Doch sei’s drum: Im Westen funktioniert Schwarz-Grün. Dort genießt es die ÖVP, neben einer solchen Partnerin automatisch auch selbst ein bisschen jünger auszusehen. Und überhaupt: In Vorarlberg, wo am 13. Oktober gewählt wird, gibt es keine rechtspopulistische Mehrheit. Dort ist die FPÖ keine Gefahr für die ÖVP. Dort sind eher die Grünen die großen Mitbewerber. Also kann die Volkspartei die Freiheitlichen rechts liegen lassen und „muss“ geradezu zwingend mit den Grünen koalieren.

Auf Bundesebene ist die Ausgangslage ganz anders. Für sein Ansehen in der Welt draußen und auch für die erwähnten Kreise müsste Kurz Schwarz-Grün anstreben. Dem entgegen steht jedoch seine Ansage, weiterhin eine ordentliche Mitte-Rechts-Politik machen zu wollen – und viel mehr noch seine Wählerschaft. Gut ein Drittel seiner Wähler kommt von FPÖ, BZÖ und Team Stronach. Mit den Grünen sind sie nicht zu halten, droht die neue ÖVP auf ihr altes Niveau von rund 25 Prozent abzustürzen.

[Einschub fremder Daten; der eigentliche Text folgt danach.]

impl<S: KeyValueStore> GameStore<S> {
    /// A store with a fresh game. Nothing is read from `storage`.
    pub fn new(storage: S, options: StoreOptions) -> Self {
        Self {
            game: Game::with_settings(options.default_settings),
            setup_round_index: 0,
            storage,
            options,
            listeners: Vec::new(),
        }
    }

    /// A store resumed from whatever `storage` holds.
    pub fn open(storage: S, options: StoreOptions) -> Self {
        let mut store = Self::new(storage, options);
        store.load();
        store
    }

    /// Register a listener for subsequent events.
    pub fn add_listener(&mut self, listener: Box<dyn GameListener>) {
        self.listeners.push(listener);
    }

    // -----------------------------------------------------------------------
    // Read access
    // -----------------------------------------------------------------------

    /// The full game state.
    pub const fn game(&self) -> &Game {
        &self.game
    }

    /// All rounds in order.
    pub fn rounds(&self) -> &[Round] {
        &self.game.rounds
    }

    /// The round on the play screen.
    pub fn active_round(&self) -> Option<&Round> {
        self.game.active_round()
    }

    /// Index of the round on the play screen.
    pub const fn active_round_index(&self) -> usize {
        self.game.current_round_index
    }

    /// The round open in the setup editor.
    pub fn setup_round(&self) -> Option<&Round> {
        self.game.round(self.setup_round_index)
    }

    /// Index of the round open in the setup editor.
    pub const fn setup_round_index(&self) -> usize {
        self.setup_round_index
    }

    /// Current totals.
    pub const fn scores(&self) -> Scores {
        self.game.scores
    }

    /// Audio preferences.
    pub const fn settings(&self) -> Settings {
        self.game.settings
    }

    /// Construction parameters.
    pub const fn options(&self) -> &StoreOptions {
        &self.options
    }

    /// The backing storage.
    pub const fn storage(&self) -> &S {
        &self.storage
    }

    /// Whether a cell has been opened. Unknown cells are simply unused.
    pub fn is_cell_used(&self, round: usize, category: usize, value: PointValue) -> bool {
        self.game.is_cell_used(&CellId::new(round, category, value))
    }

    /// Check every slot on every board.
    pub fn all_questions_filled(&self) -> Readiness {
        Readiness::check(&self.game)
    }

    // -----------------------------------------------------------------------
    // Setup
    // -----------------------------------------------------------------------

    /// Grow or shrink the schedule to exactly `count` rounds.
    ///
    /// New rounds are blank and labelled `Round {k}`; surplus rounds are
    /// dropped from the end. Both round indices are clamped afterwards.
    /// Calling twice with the same count changes nothing the second time.
    pub fn set_round_count(&mut self, count: usize) -> Result<(), GameError> {
        if count == 0 {
            return Err(GameError::NoRounds);
        }
        if let Some(max) = self.options.max_rounds
            && count > max
        {
            return Err(GameError::InvalidRoundCount {
                requested: count,
                max,
            });
        }

        let rounds = &mut self.game.rounds;
        while rounds.len() < count {
            let number = rounds.len().saturating_add(1);
            rounds.push(Round::new(number));
        }
        rounds.truncate(count);
        self.clamp_indices();

        tracing::debug!(count, "Round count set");
        self.commit(&GameEvent::BoardChanged);
        Ok(())
    }

    /// Open round `index` in the setup editor.
    pub fn set_setup_round(&mut self, index: usize) -> Result<(), GameError> {
        self.check_round(index)?;
        self.setup_round_index = index;
        self.commit(&GameEvent::BoardChanged);
        Ok(())
    }

    /// Rename a column. An empty name restores the positional placeholder.
    ///
    /// The column's five clues stay with it.
    pub fn rename_category(
        &mut self,
        round: usize,
        category: usize,
        new_name: &str,
    ) -> Result<(), GameError> {
        let name = if new_name.is_empty() {
            Category::default_name(category)
        } else {
            new_name.to_owned()
        };

        let column = self.category_mut(round, category)?;
        tracing::debug!(
            round,
            category,
            from = column.name.as_str(),
            to = name.as_str(),
            "Category renamed"
        );
        column.name = name;
        self.commit(&GameEvent::BoardChanged);
        Ok(())
    }

    /// Write a clue. Both texts are trimmed and must be non-empty.
    pub fn set_question(
        &mut self,
        round: usize,
        category: usize,
        value: PointValue,
        question: &str,
        answer: &str,
    ) -> Result<(), GameError> {
        let question = question.trim();
        let answer = answer.trim();
        if question.is_empty() {
            return Err(GameError::EmptyField { field: "question" });
        }
        if answer.is_empty() {
            return Err(GameError::EmptyField { field: "answer" });
        }

        let column = self.category_mut(round, category)?;
        *column.entry_mut(value) = QuestionEntry::new(question, answer);

        tracing::debug!(round, category, value = value.amount(), "Question saved");
        self.commit(&GameEvent::QuestionSaved {
            cell: CellId::new(round, category, value),
        });
        Ok(())
    }

    /// Blank a clue. The slot itself remains.
    pub fn clear_question(
        &mut self,
        round: usize,
        category: usize,
        value: PointValue,
    ) -> Result<(), GameError> {
        let column = self.category_mut(round, category)?;
        *column.entry_mut(value) = QuestionEntry::default();

        tracing::debug!(round, category, value = value.amount(), "Question cleared");
        self.commit(&GameEvent::BoardChanged);
        Ok(())
    }

    /// Replace a round's columns with the built-in demo board.
    pub fn load_sample_board(&mut self, round: usize) -> Result<(), GameError> {
        let Some(target) = self.game.rounds.get_mut(round) else {
            return Err(GameError::RoundOutOfRange {
                index: round,
                len: self.game.rounds.len(),
            });
        };
        target.categories = sample::sample_categories();

        tracing::info!(round, "Sample board loaded");
        self.commit(&GameEvent::BoardChanged);
        Ok(())
    }

    /// Leave setup and begin play.
    ///
    /// Refused while any slot is unfilled. Clears opened cells and scores.
    pub fn start_play(&mut self) -> Result<(), GameError> {
        let readiness = self.all_questions_filled();
        if !readiness.ready {
            return Err(GameError::NotReady(readiness));
        }

        self.game.used_cells.clear();
        self.game.scores = Scores::default();

        tracing::info!(rounds = self.game.rounds.len(), "Play started");
        self.commit(&GameEvent::PlayStarted);
        Ok(())
    }

    // -----------------------------------------------------------------------
    // Play
    // -----------------------------------------------------------------------

    /// Open a cell and mark it used.
    ///
    /// Opening an already-used cell is allowed and returns the same clue.
    pub fn reveal_cell(
        &mut self,
        round: usize,
        category: usize,
        value: PointValue,
    ) -> Result<RevealedCell, GameError> {
        let entry = self
            .game
            .round(round)
            .and_then(|r| r.category(category))
            .map(|c| c.entry(value).clone())
            .ok_or(GameError::CellNotFound {
                round,
                category,
                value,
            })?;

        let cell = CellId::new(round, category, value);
        let first_time = self.game.used_cells.insert(cell);

        tracing::debug!(%cell, first_time, "Cell revealed");
        self.commit(&GameEvent::QuestionShown { cell });
        Ok(RevealedCell {
            cell,
            entry,
            value,
            first_time,
        })
    }

    /// Show the response of the open clue. Changes no state.
    pub fn reveal_answer(&mut self) {
        self.emit(&GameEvent::AnswerRevealed);
    }

    /// Add `delta` (which may be negative) to a player's total.
    ///
    /// Returns the new total. There is no floor; totals saturate only at
    /// the limits of `i64`.
    pub fn adjust_score(&mut self, player: PlayerId, delta: i64) -> i64 {
        let score = self.game.scores.get_mut(player);
        *score = score.saturating_add(delta);
        let total = *score;

        tracing::debug!(%player, delta, total, "Score adjusted");
        self.commit(&GameEvent::ScoreChanged {
            player,
            delta,
            total,
        });
        total
    }

    /// Switch the play screen to round `index`.
    pub fn set_active_round(&mut self, index: usize) -> Result<(), GameError> {
        self.check_round(index)?;
        self.game.current_round_index = index;
        self.commit(&GameEvent::ActiveRoundChanged { index });
        Ok(())
    }

    /// Start over with one blank round, keeping audio preferences.
    pub fn reset(&mut self) {
        self.game = Game::with_settings(self.game.settings);
        self.setup_round_index = 0;

        tracing::info!("Game reset");
        self.commit(&GameEvent::GameReset);
    }

    // -----------------------------------------------------------------------
    // Settings and player names
    // -----------------------------------------------------------------------

    /// Flip sound effects. Returns the new value.
    pub fn toggle_sfx(&mut self) -> bool {
        self.game.settings.sfx_enabled = !self.game.settings.sfx_enabled;
        self.commit_settings();
        self.game.settings.sfx_enabled
    }

    /// Flip music. Returns the new value.
    pub fn toggle_music(&mut self) -> bool {
        self.game.settings.music_enabled = !self.game.settings.music_enabled;
        self.commit_settings();
        self.game.settings.music_enabled
    }

    /// The display name for `player`, or its default when none is stored.
    pub fn player_name(&self, player: PlayerId) -> String {
        match self.storage.get(&name_key(player)) {
            Ok(Some(name)) if !name.trim().is_empty() => name,
            Ok(_) => player.default_name().to_owned(),
            Err(e) => {
                tracing::warn!(%player, error = %e, "Failed to read player name");
                player.default_name().to_owned()
            }
        }
    }

    /// Store a display name. A blank name reverts to the default.
    pub fn set_player_name(&mut self, player: PlayerId, name: &str) {
        let key = name_key(player);
        let name = name.trim();
        let result = if name.is_empty() {
            self.storage.remove(&key)
        } else {
            self.storage.set(&key, name)
        };
        if let Err(e) = result {
            tracing::warn!(%player, error = %e, "Failed to save player name");
        }
    }

    // -----------------------------------------------------------------------
    // Persistence
    // -----------------------------------------------------------------------

    /// The state as a persistable snapshot.
    pub fn serialize(&self) -> Snapshot {
        Snapshot {
            game_state: self.game.clone(),
            current_setup_round: self.setup_round_index,
        }
    }

    /// Replace the state from a JSON blob.
    ///
    /// Fields are reconciled one by one over a fresh default game. Returns
    /// `false`, leaving state untouched, if the blob is unusable as a whole.
    pub fn deserialize(&mut self, blob: &str) -> bool {
        match persist::restore(blob, self.options.default_settings) {
            Ok(restored) => {
                self.game = restored.snapshot.game_state;
                self.setup_round_index = restored.snapshot.current_setup_round;
                self.enforce_round_cap();
                tracing::info!(
                    rounds = self.game.rounds.len(),
                    repaired = restored.repaired.len(),
                    "Game state restored"
                );
                self.emit(&GameEvent::Restored);
                true
            }
            Err(e) => {
                tracing::warn!(error = %e, "Ignoring unreadable saved game");
                false
            }
        }
    }

    /// Read the saved snapshot from storage, if any.
    pub fn load(&mut self) -> bool {
        match self.storage.get(&self.options.game_key) {
            Ok(Some(blob)) => self.deserialize(&blob),
            Ok(None) => {
                tracing::info!(key = self.options.game_key.as_str(), "No saved game");
                false
            }
            Err(e) => {
                tracing::warn!(error = %e, "Failed to read saved game");
                false
            }
        }
    }

    /// Write the current snapshot to storage. Failures are logged only.
    pub fn save(&mut self) {
        let json = match self.serialize().to_json() {
            Ok(json) => json,
            Err(e) => {
                tracing::warn!(error = %e, "Failed to serialize game state");
                return;
            }
        };
        if let Err(e) = self.storage.set(&self.options.game_key, &json) {
            tracing::warn!(error = %e, "Failed to save game state");
        }
    }

    // -----------------------------------------------------------------------
    // Internals
    // -----------------------------------------------------------------------

    fn clamp_indices(&mut self) {
        let last = self.game.rounds.len().saturating_sub(1);
        self.game.current_round_index = self.game.current_round_index.min(last);
        self.setup_round_index = self.setup_round_index.min(last);
    }

    /// Drop restored rounds beyond the configured cap.
    fn enforce_round_cap(&mut self) {
        let Some(max) = self.options.max_rounds else {
            return;
        };
        let found = self.game.rounds.len();
        if found > max {
            tracing::warn!(found, max, "Saved game exceeds round cap, truncating");
            self.game.rounds.truncate(max.max(1));
            self.clamp_indices();
        }
    }

    fn check_round(&self, index: usize) -> Result<(), GameError> {
        if index < self.game.rounds.len() {
            Ok(())
        } else {
            Err(GameError::RoundOutOfRange {
                index,
                len: self.game.rounds.len(),
            })
        }
    }

    fn category_mut(
        &mut self,
        round: usize,
        category: usize,
    ) -> Result<&mut Category, GameError> {
        self.game
            .rounds
            .get_mut(round)
            .and_then(|r| r.category_mut(category))
            .ok_or(GameError::CategoryNotFound { round, category })
    }

    fn commit_settings(&mut self) {
        let Settings {
            sfx_enabled,
            music_enabled,
        } = self.game.settings;
        tracing::debug!(sfx_enabled, music_enabled, "Settings changed");
        self.commit(&GameEvent::SettingsChanged {
            sfx_enabled,
            music_enabled,
        });
    }

    /// Persist, then notify.
    fn commit(&mut self, event: &GameEvent) {
        self.save();
        self.emit(event);
    }

    fn emit(&mut self, event: &GameEvent) {
        for listener in &mut self.listeners {
            listener.on_event(event, &self.game);
        }
    }
}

Das unterstreicht, wie schwierig die Lage für Kurz ist. Kogler hat’s dagegen eine Spur einfacher: Seine Wählerschaft will viel mehr Klimaschutz, der Bundespräsident fordert viel mehr Klimaschutz, alle Experten mahnen viel mehr Klimaschutz ein. Da kann er hoch pokern. Der Einstieg in eine CO2-Besteuerung ist das Mindeste. Ganz zu schweigen von einer Abschaffung des Dieselprivilegs. Das ist unangenehm für Kurz: Er hat die Wahl, inhaltlich für eine schwarz-grüne Koalition eine große Kursänderung vorzunehmen und so Stimmenverluste zu riskieren; oder es sein zu lassen und wieder Schwarz-Blau einzugehen oder eine Minderheitsregierung zu machen. Zumindest enttäuschte Bürgerliche und ein Verlust an Reputation auf internationaler Ebene wären ihm bei Schwarz-Blau II jedoch gewiss.